*PROBLEM DETAILS*. A line qualifies if it holds the string "this". Copy every qualifying line from the records.
▬▬▬
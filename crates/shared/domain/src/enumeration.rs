//! Closed enumerations with a positional integer encoding.
//!
//! Every case has a fixed code and a canonical name. Two directions are offered:
//!
//! * [`Enumeration::render`] is total over the underlying integer type. Codes that do not
//!   map to a case render as [`Enumeration::FALLBACK`] instead of failing.
//! * `TryFrom<u8>` / `FromStr` are strict: the enum value itself can only hold a declared case.

use strum::IntoEnumIterator;

/// A closed set of integer-coded cases with a display name per case.
pub trait Enumeration: Copy + Eq + IntoEnumIterator + Into<&'static str> + 'static {
    /// Underlying integer encoding.
    type Code: Copy + Eq;

    /// Rendering used for codes outside the case set.
    const FALLBACK: &'static str;

    /// Short type name used in error messages.
    const KIND: &'static str;

    /// Maps a raw code back to its case, if any.
    fn from_code(code: Self::Code) -> Option<Self>;

    /// The stable integer encoding of this case.
    fn code(self) -> Self::Code;

    /// Canonical display name of this case.
    fn name(self) -> &'static str {
        self.into()
    }

    /// Renders any raw code: the case name, or [`Self::FALLBACK`] when unmapped.
    fn render(code: Self::Code) -> &'static str {
        Self::from_code(code).map_or(Self::FALLBACK, Self::name)
    }

    /// Finds the case whose canonical name is exactly `name`.
    fn from_name(name: &str) -> Option<Self> {
        Self::iter().find(|case| case.name() == name)
    }
}

/// Free-standing form of [`Enumeration::render`].
///
/// ```rust
/// use codebook_domain::{Status, enumeration};
///
/// assert_eq!(enumeration::render::<Status>(2), "Rejected");
/// assert_eq!(enumeration::render::<Status>(200), "Unknown");
/// ```
pub fn render<E: Enumeration>(code: E::Code) -> &'static str {
    E::render(code)
}

/// Implements [`Enumeration`] and the strict conversions for a `#[repr(u8)]` enum deriving
/// `strum_macros::{EnumIter, IntoStaticStr, FromRepr}`.
macro_rules! u8_enumeration {
    ($ty:ident, fallback = $fallback:expr) => {
        impl $crate::enumeration::Enumeration for $ty {
            type Code = u8;

            const FALLBACK: &'static str = $fallback;
            const KIND: &'static str = stringify!($ty);

            fn from_code(code: u8) -> Option<Self> {
                Self::from_repr(code)
            }

            fn code(self) -> u8 {
                self as u8
            }
        }

        impl TryFrom<u8> for $ty {
            type Error = $crate::DomainError;

            fn try_from(code: u8) -> Result<Self, Self::Error> {
                Self::from_repr(code).ok_or($crate::DomainError::UnknownCode {
                    kind: <Self as $crate::enumeration::Enumeration>::KIND,
                    code: u64::from(code),
                    context: None,
                })
            }
        }

        impl From<$ty> for u8 {
            fn from(value: $ty) -> Self {
                value as Self
            }
        }

        impl ::std::fmt::Display for $ty {
            fn fmt(&self, f: &mut ::std::fmt::Formatter<'_>) -> ::std::fmt::Result {
                f.write_str($crate::enumeration::Enumeration::name(*self))
            }
        }

        impl ::std::str::FromStr for $ty {
            type Err = $crate::DomainError;

            fn from_str(s: &str) -> Result<Self, Self::Err> {
                <Self as $crate::enumeration::Enumeration>::from_name(s).ok_or_else(|| {
                    $crate::DomainError::UnknownName {
                        kind: <Self as $crate::enumeration::Enumeration>::KIND,
                        name: s.to_owned().into(),
                        context: None,
                    }
                })
            }
        }
    };
}

pub(crate) use u8_enumeration;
▬▬▬
*EXPECTED ANSWER*.
    /// The stable integer encoding of this case.
    /// Canonical display name of this case.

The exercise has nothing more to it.